Work instruction:
Copy each line of the records below, from the first through the one that contains "pub fn engine_config(&self)", exactly as written.
- Opening Delimiter -
//! Configuration module
//!
//! Resolves the engine configuration from the environment and CLI flags.

use anyhow::{Context, Result};
use batchlens_engine::{BatchMonitor, EngineConfig};
use std::path::PathBuf;

/// CLI configuration
#[derive(Debug, Clone)]
pub struct Config {
    /// Overrides the store path from the environment
    pub store_path: Option<PathBuf>,

    /// Data source id used by query commands
    pub source: String,
}

impl Config {
    pub fn engine_config(&self) -> Result<EngineConfig> {
        let engine = EngineConfig::from_env().context("Invalid engine configuration")?;

        Ok(match &self.store_path {
            Some(path) => engine.with_store_path(path.clone()),
            None => engine,
        })
    }

    /// Open the monitor over the configured store
    pub fn open_monitor(&self) -> Result<BatchMonitor> {
        let engine = self.engine_config()?;
        BatchMonitor::open(&engine).context("Failed to open data source store")
    }
}
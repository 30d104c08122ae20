//! Data source configuration types

use serde::{Deserialize, Serialize};

/// Database backend a data source points at
#[derive(Debug, Clone, Copy, PartialEq, Eq, Hash, Serialize, Deserialize)]
#[serde(rename_all = "SCREAMING_SNAKE_CASE")]
pub enum DatabaseKind {
    #[serde(rename = "POSTGRESQL")]
    PostgreSql,
    #[serde(rename = "MYSQL")]
    MySql,
    Sqlite,
}

impl DatabaseKind {
    pub const ALL: [DatabaseKind; 3] = [
        DatabaseKind::PostgreSql,
        DatabaseKind::MySql,
        DatabaseKind::Sqlite,
    ];

    pub fn display_name(self) -> &'static str {
        match self {
            DatabaseKind::PostgreSql => "PostgreSQL",
            DatabaseKind::MySql => "MySQL",
            DatabaseKind::Sqlite => "SQLite",
        }
    }

    /// Driver identifier used to pick the connection backend
    pub fn driver(self) -> &'static str {
        match self {
            DatabaseKind::PostgreSql => "postgres",
            DatabaseKind::MySql => "mysql",
            DatabaseKind::Sqlite => "sqlite",
        }
    }

    /// URL template offered when a new data source of this kind is created
    pub fn default_url(self) -> &'static str {
        match self {
            DatabaseKind::PostgreSql => "postgres://localhost:5432/batch_db",
            DatabaseKind::MySql => "mysql://localhost:3306/batch_db",
            DatabaseKind::Sqlite => "sqlite://batch_db.db",
        }
    }

    /// Resolve a driver identifier (including common aliases) to a backend
    pub fn from_driver(driver: &str) -> Option<Self> {
        match driver.trim().to_ascii_lowercase().as_str() {
            "postgres" | "postgresql" => Some(DatabaseKind::PostgreSql),
            "mysql" | "mariadb" => Some(DatabaseKind::MySql),
            "sqlite" => Some(DatabaseKind::Sqlite),
            _ => None,
        }
    }
}

impl std::fmt::Display for DatabaseKind {
    fn fmt(&self, f: &mut std::fmt::Formatter<'_>) -> std::fmt::Result {
        f.write_str(self.display_name())
    }
}

impl std::str::FromStr for DatabaseKind {
    type Err = String;

    fn from_str(s: &str) -> Result<Self, Self::Err> {
        DatabaseKind::from_driver(s)
            .ok_or_else(|| format!("unknown database kind '{}' (expected postgres, mysql or sqlite)", s))
    }
}

/// Named, credentialed connection descriptor for one monitored database
///
/// Owned by the engine's registry. The `id` is assigned once and never
/// changes; two configurations with the same id are the same data source.
#[derive(Clone, PartialEq, Eq, Serialize, Deserialize)]
#[serde(rename_all = "camelCase")]
pub struct DataSourceConfig {
    #[serde(default)]
    pub id: String,
    pub name: String,
    #[serde(rename = "databaseType")]
    pub kind: DatabaseKind,
    /// Explicit driver override; blank means "use the kind's driver"
    #[serde(default, rename = "driverClassName")]
    pub driver: String,
    pub url: String,
    #[serde(default)]
    pub username: String,
    #[serde(default)]
    pub password: String,
    #[serde(default = "default_active")]
    pub active: bool,
    #[serde(default)]
    pub description: Option<String>,
}

fn default_active() -> bool {
    true
}

impl DataSourceConfig {
    pub fn new(
        id: impl Into<String>,
        name: impl Into<String>,
        kind: DatabaseKind,
        url: impl Into<String>,
        username: impl Into<String>,
        password: impl Into<String>,
    ) -> Self {
        Self {
            id: id.into(),
            name: name.into(),
            kind,
            driver: kind.driver().to_string(),
            url: url.into(),
            username: username.into(),
            password: password.into(),
            active: true,
            description: None,
        }
    }

    pub fn with_description(mut self, description: impl Into<String>) -> Self {
        self.description = Some(description.into());
        self
    }

    pub fn with_driver(mut self, driver: impl Into<String>) -> Self {
        self.driver = driver.into();
        self
    }

    /// Change the kind, resetting the driver to the kind's default
    pub fn set_kind(&mut self, kind: DatabaseKind) {
        self.kind = kind;
        self.driver = kind.driver().to_string();
    }

    /// Driver identifier actually used to connect
    pub fn effective_driver(&self) -> &str {
        if self.driver.trim().is_empty() {
            self.kind.driver()
        } else {
            self.driver.trim()
        }
    }

    /// True when two configurations would open identical connections
    pub fn same_connection_settings(&self, other: &DataSourceConfig) -> bool {
        self.effective_driver() == other.effective_driver()
            && self.url == other.url
            && self.username == other.username
            && self.password == other.password
    }
}

impl std::fmt::Debug for DataSourceConfig {
    fn fmt(&self, f: &mut std::fmt::Formatter<'_>) -> std::fmt::Result {
        f.debug_struct("DataSourceConfig")
            .field("id", &self.id)
            .field("name", &self.name)
            .field("kind", &self.kind)
            .field("driver", &self.driver)
            .field("url", &self.url)
            .field("username", &self.username)
            .field("password", &"<redacted>")
            .field("active", &self.active)
            .field("description", &self.description)
            .finish()
    }
}

impl std::fmt::Display for DataSourceConfig {
    fn fmt(&self, f: &mut std::fmt::Formatter<'_>) -> std::fmt::Result {
        write!(f, "{} ({})", self.name, self.kind)
    }
}

#[cfg(test)]
mod tests {
    use super::*;

    #[test]
    fn test_kind_sets_driver() {
        let mut config = DataSourceConfig::new(
            "pg",
            "Primary",
            DatabaseKind::PostgreSql,
            DatabaseKind::PostgreSql.default_url(),
            "batch",
            "secret",
        );
        assert_eq!(config.effective_driver(), "postgres");

        config.set_kind(DatabaseKind::MySql);
        assert_eq!(config.effective_driver(), "mysql");
    }

    #[test]
    fn test_driver_override_wins() {
        let config = DataSourceConfig::new("m", "Maria", DatabaseKind::MySql, "mysql://h/db", "", "")
            .with_driver("mariadb");
        assert_eq!(config.effective_driver(), "mariadb");
        assert_eq!(
            DatabaseKind::from_driver(config.effective_driver()),
            Some(DatabaseKind::MySql)
        );
    }

    #[test]
    fn test_debug_redacts_password() {
        let config =
            DataSourceConfig::new("x", "X", DatabaseKind::Sqlite, "sqlite::memory:", "", "hunter2");
        let rendered = format!("{:?}", config);
        assert!(!rendered.contains("hunter2"));
        assert!(rendered.contains("<redacted>"));
    }

    #[test]
    fn test_deserialize_minimal_payload() {
        let json = r#"{"name":"Local","databaseType":"SQLITE","url":"sqlite::memory:"}"#;
        let config: DataSourceConfig = serde_json::from_str(json).unwrap();
        assert!(config.id.is_empty());
        assert!(config.active);
        assert_eq!(config.effective_driver(), "sqlite");
    }

    #[test]
    fn test_connection_settings_ignore_display_fields() {
        let a = DataSourceConfig::new("a", "A", DatabaseKind::Sqlite, "sqlite::memory:", "", "");
        let mut b = a.clone();
        b.name = "Renamed".to_string();
        b.active = false;
        assert!(a.same_connection_settings(&b));

        b.url = "sqlite://other.db".to_string();
        assert!(!a.same_connection_settings(&b));
    }
}
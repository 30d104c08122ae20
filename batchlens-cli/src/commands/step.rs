//! Step command handlers

use anyhow::Result;
use batchlens_core::domain::step::StepExecution;
use batchlens_core::dto::filter::StepExecutionFilter;
use batchlens_engine::BatchMonitor;
use clap::Subcommand;
use colored::*;

use super::job::warn_on_bad_date;
use super::{colorize_status, format_time};

/// Step subcommands
#[derive(Subcommand)]
pub enum StepCommands {
    /// Steps of one job execution, in start order
    List {
        /// Job execution id
        job_execution_id: i64,
    },
    /// Search step executions
    Search {
        /// Step name substring
        #[arg(long)]
        name: Option<String>,

        #[arg(long)]
        status: Option<String>,

        #[arg(long)]
        from: Option<String>,

        #[arg(long)]
        to: Option<String>,

        /// Only steps of this job execution
        #[arg(long)]
        job: Option<i64>,
    },
}

/// Handle step commands
pub async fn handle_step_command(
    command: StepCommands,
    monitor: &BatchMonitor,
    source: &str,
) -> Result<()> {
    let steps = match command {
        StepCommands::List { job_execution_id } => {
            monitor
                .queries()
                .list_step_executions(source, job_execution_id)
                .await?
        }
        StepCommands::Search {
            name,
            status,
            from,
            to,
            job,
        } => {
            warn_on_bad_date("--from", from.as_deref());
            warn_on_bad_date("--to", to.as_deref());

            let filter = StepExecutionFilter {
                step_name: name,
                status,
                start_date: from,
                end_date: to,
                job_execution_id: job,
            };
            monitor.queries().search_step_executions(source, &filter).await?
        }
    };

    print_step_list(&steps);
    Ok(())
}

fn print_step_list(steps: &[StepExecution]) {
    if steps.is_empty() {
        println!("{}", "No step executions found.".yellow());
        return;
    }

    println!("{}", format!("Found {} step execution(s):", steps.len()).bold());
    println!();
    for step in steps {
        println!(
            "  {} {} {} (job execution {})",
            "▸".cyan(),
            step.step_name.bold(),
            step.id.to_string().dimmed(),
            step.job_execution_id
        );
        println!("    Status:   {}", colorize_status(step.status.as_deref()));
        println!(
            "    Time:     {} ({})",
            format_time(step.start_time),
            step.formatted_duration()
        );
        println!(
            "    Counts:   read {}, write {}, commit {}, rollback {}, filter {}",
            step.read_count,
            step.write_count,
            step.commit_count,
            step.rollback_count,
            step.filter_count
        );
        println!(
            "    Skips:    read {}, process {}, write {}",
            step.read_skip_count, step.process_skip_count, step.write_skip_count
        );
        println!();
    }
}
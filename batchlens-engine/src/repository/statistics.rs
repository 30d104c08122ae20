//! Statistics Repository
//!
//! Scalar aggregates over the metadata tables. Each query returns exactly
//! one 64-bit integer.

use crate::db::{BatchConnection, fetch_scalar};
use crate::query::{Dialect, SqlBuilder, SqlParam, SqlQuery};

/// Row count of `table`, optionally restricted to one `STATUS`
pub async fn count(
    conn: &mut BatchConnection,
    table: Table,
    status: Option<&str>,
) -> Result<i64, sqlx::Error> {
    let query = count_query(conn.dialect(), table, status);
    fetch_scalar!(conn, query, i64, fetch_one)
}

/// Number of distinct job names among the job instances
pub async fn count_distinct_job_names(conn: &mut BatchConnection) -> Result<i64, sqlx::Error> {
    let query = SqlBuilder::new(
        conn.dialect(),
        "SELECT COUNT(DISTINCT JOB_NAME) FROM BATCH_JOB_INSTANCE",
    )
    .build();
    fetch_scalar!(conn, query, i64, fetch_one)
}

/// Sum of a step counter expression over every step execution; 0 when empty
pub async fn sum_step_counters(
    conn: &mut BatchConnection,
    expression: StepCounters,
) -> Result<i64, sqlx::Error> {
    let query = sum_query(conn.dialect(), expression);
    fetch_scalar!(conn, query, i64, fetch_one)
}

/// Tables that can be counted
#[derive(Debug, Clone, Copy, PartialEq, Eq)]
pub enum Table {
    JobExecution,
    StepExecution,
    JobInstance,
}

impl Table {
    fn name(self) -> &'static str {
        match self {
            Table::JobExecution => "BATCH_JOB_EXECUTION",
            Table::StepExecution => "BATCH_STEP_EXECUTION",
            Table::JobInstance => "BATCH_JOB_INSTANCE",
        }
    }
}

/// Step counter sums that can be aggregated
#[derive(Debug, Clone, Copy, PartialEq, Eq)]
pub enum StepCounters {
    Read,
    Written,
    /// Read, process and write skips combined
    Skipped,
}

impl StepCounters {
    fn expression(self) -> &'static str {
        match self {
            StepCounters::Read => "READ_COUNT",
            StepCounters::Written => "WRITE_COUNT",
            StepCounters::Skipped => "READ_SKIP_COUNT + PROCESS_SKIP_COUNT + WRITE_SKIP_COUNT",
        }
    }
}

fn count_query(dialect: Dialect, table: Table, status: Option<&str>) -> SqlQuery {
    SqlBuilder::new(dialect, format!("SELECT COUNT(*) FROM {}", table.name()))
        .and_opt("STATUS = ?", status.map(SqlParam::text))
        .build()
}

/// `SUM` is NUMERIC/DECIMAL on some backends, so the total is cast back
fn sum_query(dialect: Dialect, counters: StepCounters) -> SqlQuery {
    SqlBuilder::new(
        dialect,
        format!(
            "SELECT CAST(COALESCE(SUM({}), 0) AS {}) FROM BATCH_STEP_EXECUTION",
            counters.expression(),
            dialect.bigint()
        ),
    )
    .build()
}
- Closing Delimiter -
Your response:
//! Configuration module
//!
//! Resolves the engine configuration from the environment and CLI flags.

use anyhow::{Context, Result};
use batchlens_engine::{BatchMonitor, EngineConfig};
use std::path::PathBuf;

/// CLI configuration
#[derive(Debug, Clone)]
pub struct Config {
    /// Overrides the store path from the environment
    pub store_path: Option<PathBuf>,

    /// Data source id used by query commands
    pub source: String,
}

impl Config {
    pub fn engine_config(&self) -> Result<EngineConfig> {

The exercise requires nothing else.